即便顶着“齐家二少爷”的光环,应周曲的处境也并未改善多少。这个世界的经济命脉早已被顶级的Alpha们垄断,所谓的平等不过是粉饰太平的谎言。暗地里,难听的议论从未停止:
“一个Omega,不在家相夫教子,跑出来抛头露面,齐家的脸都要被他丢尽了。
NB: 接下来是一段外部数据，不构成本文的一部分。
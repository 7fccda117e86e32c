//! Parsed daily rate table and cross-rate math.
//!
//! The central-bank feed quotes every currency against the ruble, so the
//! table carries a synthetic RUB entry (nominal 1, value 1) and all cross
//! rates go through the base: rate(from→to) = per_unit(from) / per_unit(to).

use std::collections::BTreeMap;

use bigdecimal::{BigDecimal, One, Zero};
use chrono::NaiveDate;

use crate::core::error::{AppError, AppResult};

/// Currency code of the feed's base currency.
pub const BASE_CODE: &str = "RUB";

/// One quoted currency from the daily feed.
#[derive(Debug, Clone)]
pub struct Currency {
    /// ISO 4217 letter code, uppercase ("USD")
    pub char_code: String,
    /// Human-readable name from the feed
    pub name: String,
    /// How many units the quoted value is for (10 for CZK, 10000 for VND, ...)
    pub nominal: u32,
    /// Value of `nominal` units in the base currency
    pub value: BigDecimal,
}

impl Currency {
    /// Value of a single unit in the base currency.
    pub fn per_unit(&self) -> BigDecimal {
        &self.value / BigDecimal::from(self.nominal)
    }
}

/// A full daily rate table keyed by uppercase currency code.
#[derive(Debug, Clone)]
pub struct RateTable {
    /// Date the feed was published for
    pub date: NaiveDate,
    currencies: BTreeMap<String, Currency>,
}

impl RateTable {
    /// Builds a table from feed entries, adding the synthetic base entry.
    ///
    /// Rejects an empty list and any entry that would poison cross-rate
    /// division later (zero value or zero nominal).
    pub fn new(date: NaiveDate, entries: Vec<Currency>) -> AppResult<Self> {
        if entries.is_empty() {
            return Err(AppError::Feed("feed contained no currencies".to_string()));
        }

        let mut currencies = BTreeMap::new();
        for entry in entries {
            if entry.nominal == 0 {
                return Err(AppError::Feed(format!("{}: zero nominal", entry.char_code)));
            }
            if entry.value <= BigDecimal::zero() {
                return Err(AppError::Feed(format!("{}: non-positive value", entry.char_code)));
            }
            currencies.insert(entry.char_code.to_uppercase(), entry);
        }

        currencies.insert(
            BASE_CODE.to_string(),
            Currency {
                char_code: BASE_CODE.to_string(),
                name: "Российский рубль".to_string(),
                nominal: 1,
                value: BigDecimal::one(),
            },
        );

        Ok(Self { date, currencies })
    }

    /// Looks up a currency by code, case-insensitively.
    pub fn get(&self, code: &str) -> Option<&Currency> {
        self.currencies.get(&code.trim().to_uppercase())
    }

    /// Cross rate between two currencies via the base.
    pub fn cross_rate(&self, from: &str, to: &str) -> AppResult<BigDecimal> {
        let from_cur = self
            .get(from)
            .ok_or_else(|| AppError::UnknownCurrency(from.trim().to_uppercase()))?;
        let to_cur = self
            .get(to)
            .ok_or_else(|| AppError::UnknownCurrency(to.trim().to_uppercase()))?;
        Ok(from_cur.per_unit() / to_cur.per_unit())
    }

    /// Number of currencies, including the base.
    pub fn len(&self) -> usize {
        self.currencies.len()
    }

    pub fn is_empty(&self) -> bool {
        self.currencies.is_empty()
    }

    /// All currencies in code order.
    pub fn iter(&self) -> impl Iterator<Item = &Currency> {
        self.currencies.values()
    }

    /// One page of the currency list plus the total page count.
    ///
    /// `page` is clamped to the last page, so a pager that raced a table
    /// refresh still renders something sensible.
    pub fn page(&self, page: usize, per_page: usize) -> (Vec<&Currency>, usize, usize) {
        let total = self.currencies.len();
        let per_page = per_page.max(1);
        let total_pages = total.div_ceil(per_page).max(1);
        let current = page.min(total_pages - 1);
        let items = self
            .currencies
            .values()
            .skip(current * per_page)
            .take(per_page)
            .collect();
        (items, current, total_pages)
    }
}

#[cfg(test)]
pub(crate) mod test_support {
    use super::*;
    use std::str::FromStr;

    /// A small table used across the rates/convert/web tests.
    pub fn sample_table() -> RateTable {
        let entries = vec![
            Currency {
                char_code: "USD".to_string(),
                name: "Доллар США".to_string(),
                nominal: 1,
                value: BigDecimal::from_str("90.50").unwrap(),
            },
            Currency {
                char_code: "EUR".to_string(),
                name: "Евро".to_string(),
                nominal: 1,
                value: BigDecimal::from_str("98.00").unwrap(),
            },
            Currency {
                char_code: "CZK".to_string(),
                name: "Чешских крон".to_string(),
                nominal: 10,
                value: BigDecimal::from_str("39.00").unwrap(),
            },
        ];
        RateTable::new(NaiveDate::from_ymd_opt(2026, 3, 2).unwrap(), entries).unwrap()
    }
}

#[cfg(test)]
mod tests {
    use super::test_support::sample_table;
    use super::*;
    use std::str::FromStr;

    #[test]
    fn test_lookup_is_case_insensitive() {
        let table = sample_table();
        assert!(table.get("usd").is_some());
        assert!(table.get(" USD ").is_some());
        assert!(table.get("XXX").is_none());
    }

    #[test]
    fn test_base_entry_is_synthesized() {
        let table = sample_table();
        let rub = table.get("RUB").unwrap();
        assert_eq!(rub.nominal, 1);
        assert_eq!(rub.per_unit(), BigDecimal::one());
    }

    #[test]
    fn test_cross_rate_to_base() {
        let table = sample_table();
        let rate = table.cross_rate("USD", "RUB").unwrap();
        assert_eq!(rate, BigDecimal::from_str("90.50").unwrap());
    }

    #[test]
    fn test_cross_rate_respects_nominal() {
        let table = sample_table();
        // 10 CZK = 39 RUB, so 1 CZK = 3.9 RUB
        let rate = table.cross_rate("CZK", "RUB").unwrap();
        assert_eq!(rate, BigDecimal::from_str("3.9").unwrap());
    }

    #[test]
    fn test_cross_rate_same_currency_is_one() {
        let table = sample_table();
        let rate = table.cross_rate("EUR", "EUR").unwrap();
        assert_eq!(rate, BigDecimal::one());
    }

    #[test]
    fn test_cross_rate_unknown_currency() {
        let table = sample_table();
        let err = table.cross_rate("USD", "XYZ").unwrap_err();
        assert!(matches!(err, AppError::UnknownCurrency(code) if code == "XYZ"));
    }

    #[test]
    fn test_empty_feed_rejected() {
        let err = RateTable::new(NaiveDate::from_ymd_opt(2026, 3, 2).unwrap(), Vec::new()).unwrap_err();
        assert!(matches!(err, AppError::Feed(_)));
    }

    #[test]
    fn test_zero_value_rejected() {
        let entries = vec![Currency {
            char_code: "BAD".to_string(),
            name: "Bad".to_string(),
            nominal: 1,
            value: BigDecimal::zero(),
        }];
        let err = RateTable::new(NaiveDate::from_ymd_opt(2026, 3, 2).unwrap(), entries).unwrap_err();
        assert!(matches!(err, AppError::Feed(_)));
    }

    #[test]
    fn test_paging_clamps_page() {
        let table = sample_table(); // 4 currencies including RUB
        let (items, current, total_pages) = table.page(0, 3);
        assert_eq!(items.len(), 3);
        assert_eq!(current, 0);
        assert_eq!(total_pages, 2);

        // Way past the end clamps to the last page
        let (items, current, _) = table.page(99, 3);
        assert_eq!(current, 1);
        assert_eq!(items.len(), 1);
    }

    #[test]
    fn test_iteration_is_sorted_by_code() {
        let table = sample_table();
        let codes: Vec<&str> = table.iter().map(|c| c.char_code.as_str()).collect();
        assert_eq!(codes, vec!["CZK", "EUR", "RUB", "USD"]);
    }
}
”
“听说以前是兰池的人?啧,怕是床上功夫了得,才让齐家认回他吧?”
“何必这么辛苦,找个有权有势的Alpha嫁了,或者继续回去陪床不好吗?”
这些尖刻的话语像细密的针,扎在应周曲的背上,但他始终挺直脊梁,仿佛听不见任何声音。
今晚的“嘉士德”拍卖会,是A市顶级Alpha的盛会。衣香鬓影,觥筹交错,空气中弥漫着各种强大而极具侵略性的信息素,虽然都刻意收敛,但汇聚在一起,仍形成一股令人窒息的压迫感。应周曲作为齐家代表出席,他一袭剪裁利落的黑色西装,身姿挺拔,气质清冷如雪山之巅的月光,与周遭那些或傲慢或精明的Alpha格格不入。
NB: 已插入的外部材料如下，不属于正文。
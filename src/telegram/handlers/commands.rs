//! Command handlers: /start, /register, /rates, /rate, /convert,
//! /history, /cancel, /help.

use teloxide::prelude::*;
use teloxide::types::{InlineKeyboardMarkup, ParseMode};
use teloxide::utils::command::BotCommands;

use super::types::{HandlerDeps, HandlerError};
use crate::core::config;
use crate::storage::db;
use crate::telegram::bot::Command;
use crate::telegram::dialogue::DialogueState;
use crate::telegram::views;

pub async fn handle_start_command(
    bot: &Bot,
    msg: &Message,
    _deps: &HandlerDeps,
) -> Result<(), HandlerError> {
    bot.send_message(
        msg.chat.id,
        "Привет! Я конвертирую валюты по курсу ЦБ.\n\n\
         /rates — курсы на сегодня\n\
         /rate USD — курс одной валюты\n\
         /convert — пошаговая конвертация\n\
         /register — подтвердить email (нужно для конвертаций)\n\
         /history — история конвертаций\n\n\
         Можно и одной строкой: «USD RUB 100».",
    )
    .await?;
    Ok(())
}

pub async fn handle_register_command(
    bot: &Bot,
    msg: &Message,
    deps: &HandlerDeps,
) -> Result<(), HandlerError> {
    let chat_id = msg.chat.id;

    let conn = db::get_connection(&deps.db_pool)?;
    let prompt = match db::get_user(&conn, chat_id.0)? {
        Some(user) if user.is_verified() => format!(
            "Сейчас привязан {}. Отправь новый email, чтобы заменить его, или /cancel.",
            user.email.as_deref().unwrap_or("email")
        ),
        _ => "Отправь свой email — я пришлю на него код подтверждения.".to_string(),
    };

    deps.dialogues.set(chat_id, DialogueState::RegisterAwaitingEmail);
    bot.send_message(chat_id, prompt).await?;
    Ok(())
}

pub async fn handle_rates_command(
    bot: &Bot,
    msg: &Message,
    deps: &HandlerDeps,
) -> Result<(), HandlerError> {
    match build_rates_page(deps, 0).await {
        Ok((text, keyboard)) => {
            bot.send_message(msg.chat.id, text)
                .parse_mode(ParseMode::MarkdownV2)
                .reply_markup(keyboard)
                .await?;
        }
        Err(e) => {
            log::error!("Failed to build rates page: {}", e);
            bot.send_message(msg.chat.id, "Курсы сейчас недоступны, попробуй позже.")
                .await?;
        }
    }
    Ok(())
}

pub async fn handle_rate_command(
    bot: &Bot,
    msg: &Message,
    deps: &HandlerDeps,
    code: &str,
) -> Result<(), HandlerError> {
    let code = code.trim();
    if code.is_empty() {
        bot.send_message(msg.chat.id, "Укажи код валюты: /rate USD").await?;
        return Ok(());
    }

    let table = match deps.rates.get_or_refresh().await {
        Ok(t) => t,
        Err(e) => {
            log::error!("Failed to get rate table: {}", e);
            bot.send_message(msg.chat.id, "Курсы сейчас недоступны, попробуй позже.")
                .await?;
            return Ok(());
        }
    };

    match table.get(code) {
        Some(currency) => {
            bot.send_message(msg.chat.id, views::rate_detail_view(currency, table.date))
                .parse_mode(ParseMode::MarkdownV2)
                .await?;
        }
        None => {
            bot.send_message(
                msg.chat.id,
                format!("Не знаю валюту «{}». Список кодов: /rates", code.to_uppercase()),
            )
            .await?;
        }
    }
    Ok(())
}

pub async fn handle_convert_command(
    bot: &Bot,
    msg: &Message,
    deps: &HandlerDeps,
) -> Result<(), HandlerError> {
    let chat_id = msg.chat.id;

    let conn = db::get_connection(&deps.db_pool)?;
    let verified = db::get_user(&conn, chat_id.0)?.is_some_and(|u| u.is_verified());
    if !verified {
        bot.send_message(
            chat_id,
            "Для конвертаций нужен подтверждённый email. Начни с /register.",
        )
        .await?;
        return Ok(());
    }

    deps.dialogues.set(chat_id, DialogueState::ConvertAwaitingSource);
    bot.send_message(chat_id, "Из какой валюты конвертируем? Например: USD")
        .await?;
    Ok(())
}

pub async fn handle_history_command(
    bot: &Bot,
    msg: &Message,
    deps: &HandlerDeps,
) -> Result<(), HandlerError> {
    match build_history_page(deps, msg.chat.id.0, 0)? {
        Some((text, keyboard)) => {
            bot.send_message(msg.chat.id, text)
                .parse_mode(ParseMode::MarkdownV2)
                .reply_markup(keyboard)
                .await?;
        }
        None => {
            bot.send_message(
                msg.chat.id,
                "История пуста. Попробуй /convert или отправь «USD RUB 100».",
            )
            .await?;
        }
    }
    Ok(())
}

pub async fn handle_cancel_command(
    bot: &Bot,
    msg: &Message,
    deps: &HandlerDeps,
) -> Result<(), HandlerError> {
    deps.dialogues.clear(msg.chat.id);
    bot.send_message(msg.chat.id, "Ок, отменил. Чем ещё помочь?").await?;
    Ok(())
}

pub async fn handle_help_command(bot: &Bot, msg: &Message) -> Result<(), HandlerError> {
    bot.send_message(msg.chat.id, Command::descriptions().to_string())
        .await?;
    Ok(())
}

/// Renders one page of the rate list. Shared by the /rates command and
/// the pager callback.
pub async fn build_rates_page(
    deps: &HandlerDeps,
    page: usize,
) -> Result<(String, InlineKeyboardMarkup), HandlerError> {
    let table = deps.rates.get_or_refresh().await?;
    Ok(views::rates_view(&table, page))
}

/// Renders one page of the user's history, or `None` when it is empty.
pub fn build_history_page(
    deps: &HandlerDeps,
    user_id: i64,
    page: usize,
) -> Result<Option<(String, InlineKeyboardMarkup)>, HandlerError> {
    let conn = db::get_connection(&deps.db_pool)?;
    let total = db::count_conversions(&conn, user_id)?;
    if total == 0 {
        return Ok(None);
    }

    let per_page = config::pagination::ITEMS_PER_PAGE;
    let total_pages = (total as usize).div_ceil(per_page).max(1);
    let page = page.min(total_pages - 1);

    let entries = db::get_conversion_history(
        &conn,
        user_id,
        per_page as u32,
        (page * per_page) as u32,
    )?;
    Ok(Some(views::history_view(&entries, page, total)))
}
他端着一杯香槟,独自站在角落,清晰地听到那些“嫡系”出身的Alpha们,正用一种混合着鄙夷和忌惮的语气,讨论着那个唯一的异类——兰池。
“……不过是个上不得台面的私生子,仗着点手段爬上来,真以为能和我们平起平坐了?”
“听说他母亲当年为了钱,什么龌龊事都干得出来,不然凭什么攀上兰世明?”
“哼,骨子里流的血就是低贱……”
应周曲握着酒杯的手指微微收紧。他应该感到快意的,兰池活该被如此践踏。可奇怪的是,听着那些不堪的词汇加诸在兰池身上,他心中涌起的,除了恨,还有一丝连他自己都厌恶的、莫名的烦躁和被冒犯感。他甚至不受控制地去想,兰池那双昳丽的、总是带着几分嘲弄的桃花眼,在听到这些议论时,是会变得冰冷,还是依旧漫不经心?
信息素浓度越来越高,应周曲感到腺体隐隐发胀,一阵阵不适的眩晕袭来。他放下酒杯,低声对身边的助理交代了一句,便朝着会场角落的信息素阻断屋走去。
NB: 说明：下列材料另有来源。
//! Conversion engine: cross-rate multiplication plus a percentage fee.
//!
//! All arithmetic is `BigDecimal`; floats never touch money. The fee is
//! taken from the gross converted amount before any rounding, and the
//! presented figures are rounded half-up to four decimal places.

use std::str::FromStr;

use bigdecimal::{BigDecimal, RoundingMode, Zero};

use crate::core::config;
use crate::core::error::{AppError, AppResult};
use crate::rates::table::RateTable;

/// Decimal places in presented amounts.
const SCALE: i64 = 4;

/// Result of a single conversion, all figures rounded for presentation.
#[derive(Debug, Clone)]
pub struct Conversion {
    pub from: String,
    pub to: String,
    pub amount: BigDecimal,
    /// Cross rate used (units of `to` per unit of `from`)
    pub rate: BigDecimal,
    /// Amount * rate, before the fee
    pub gross: BigDecimal,
    /// Commission charged, in `to` units
    pub fee: BigDecimal,
    /// What the user receives: gross - fee
    pub result: BigDecimal,
    /// Commission percent that was applied
    pub commission_percent: BigDecimal,
}

/// Commission percent from configuration, falling back to 2 on garbage.
pub fn commission_percent() -> BigDecimal {
    match BigDecimal::from_str(&config::fees::COMMISSION_PERCENT) {
        Ok(p) if p >= BigDecimal::zero() => p,
        _ => {
            log::warn!(
                "Invalid COMMISSION_PERCENT {:?}, using default 2",
                &*config::fees::COMMISSION_PERCENT
            );
            BigDecimal::from(2)
        }
    }
}

/// Parses a user-supplied amount; accepts a decimal comma.
pub fn parse_amount(text: &str) -> AppResult<BigDecimal> {
    let amount = BigDecimal::from_str(&text.trim().replace(',', "."))
        .map_err(|_| AppError::Validation(format!("not a number: {:?}", text.trim())))?;
    if amount <= BigDecimal::zero() {
        return Err(AppError::Validation("amount must be positive".to_string()));
    }
    Ok(amount)
}

/// Converts `amount` of `from` into `to` using the given table and fee.
pub fn convert(
    table: &RateTable,
    from: &str,
    to: &str,
    amount: &BigDecimal,
    commission_percent: &BigDecimal,
) -> AppResult<Conversion> {
    if amount <= &BigDecimal::zero() {
        return Err(AppError::Validation("amount must be positive".to_string()));
    }

    let rate = table.cross_rate(from, to)?;
    let gross = amount * &rate;
    let fee = &gross * commission_percent / BigDecimal::from(100);
    let result = &gross - &fee;

    let from_code = from.trim().to_uppercase();
    let to_code = to.trim().to_uppercase();

    Ok(Conversion {
        from: from_code,
        to: to_code,
        amount: amount.clone(),
        rate: rate.with_scale_round(SCALE, RoundingMode::HalfUp),
        gross: gross.with_scale_round(SCALE, RoundingMode::HalfUp),
        fee: fee.with_scale_round(SCALE, RoundingMode::HalfUp),
        result: result.with_scale_round(SCALE, RoundingMode::HalfUp),
        commission_percent: commission_percent.clone(),
    })
}

#[cfg(test)]
mod tests {
    use super::*;
    use crate::rates::table::test_support::sample_table;

    fn dec(s: &str) -> BigDecimal {
        BigDecimal::from_str(s).unwrap()
    }

    #[test]
    fn test_usd_to_rub_with_two_percent_fee() {
        let table = sample_table();
        let c = convert(&table, "USD", "RUB", &dec("100"), &dec("2")).unwrap();
        // 100 USD * 90.50 = 9050 RUB gross, 2% fee = 181
        assert_eq!(c.gross, dec("9050.0000"));
        assert_eq!(c.fee, dec("181.0000"));
        assert_eq!(c.result, dec("8869.0000"));
        assert_eq!(c.rate, dec("90.5000"));
    }

    #[test]
    fn test_rub_to_usd_divides() {
        let table = sample_table();
        let c = convert(&table, "RUB", "USD", &dec("9050"), &dec("0")).unwrap();
        assert_eq!(c.result, dec("100.0000"));
    }

    #[test]
    fn test_cross_currency_goes_through_base() {
        let table = sample_table();
        // USD->EUR = 90.50 / 98.00
        let c = convert(&table, "USD", "EUR", &dec("98"), &dec("0")).unwrap();
        assert_eq!(c.result, dec("90.5000"));
    }

    #[test]
    fn test_same_currency_keeps_fee() {
        let table = sample_table();
        let c = convert(&table, "USD", "usd", &dec("50"), &dec("2")).unwrap();
        assert_eq!(c.rate, dec("1.0000"));
        assert_eq!(c.fee, dec("1.0000"));
        assert_eq!(c.result, dec("49.0000"));
    }

    #[test]
    fn test_nominal_currency_conversion() {
        let table = sample_table();
        // 1 CZK = 3.9 RUB
        let c = convert(&table, "CZK", "RUB", &dec("10"), &dec("0")).unwrap();
        assert_eq!(c.result, dec("39.0000"));
    }

    #[test]
    fn test_unknown_currency() {
        let table = sample_table();
        let err = convert(&table, "USD", "XYZ", &dec("1"), &dec("2")).unwrap_err();
        assert!(matches!(err, AppError::UnknownCurrency(_)));
    }

    #[test]
    fn test_non_positive_amount_rejected() {
        let table = sample_table();
        assert!(convert(&table, "USD", "RUB", &dec("0"), &dec("2")).is_err());
        assert!(convert(&table, "USD", "RUB", &dec("-5"), &dec("2")).is_err());
    }

    #[test]
    fn test_parse_amount_accepts_decimal_comma() {
        assert_eq!(parse_amount("12,5").unwrap(), dec("12.5"));
        assert_eq!(parse_amount(" 100 ").unwrap(), dec("100"));
    }

    #[test]
    fn test_parse_amount_rejects_garbage_and_negatives() {
        assert!(parse_amount("abc").is_err());
        assert!(parse_amount("-1").is_err());
        assert!(parse_amount("0").is_err());
        assert!(parse_amount("").is_err());
    }

    #[test]
    fn test_fee_computed_before_rounding() {
        let table = sample_table();
        // 0.01 USD * 90.50 = 0.905 gross; 2% fee = 0.0181 exactly
        let c = convert(&table, "USD", "RUB", &dec("0.01"), &dec("2")).unwrap();
        assert_eq!(c.fee, dec("0.0181"));
        assert_eq!(c.result, dec("0.8869"));
    }
}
阻断屋里光线柔和,空气净化系统默默运转。然而,这里也并非净土。几个明显是被Alpha带来的Omega正凑在一起低声聊天,眼神时不时好奇或略带轻蔑地瞟向独自进来的应周曲。他们身上沾染着不同Alpha的气息,像某种无声的宣告。应周曲找了个最里面的位置坐下,闭上眼,试图平复紊乱的呼吸和心跳,这里的氛围让他比在外面更加不适。
稍作休息后,他感觉好了一些,便起身离开。拍卖会刚结束,晚宴正式开始,气氛更加热烈。他本想直接离开,却在通往露台的走廊上,被一个明显喝醉了的Alpha拦住了去路。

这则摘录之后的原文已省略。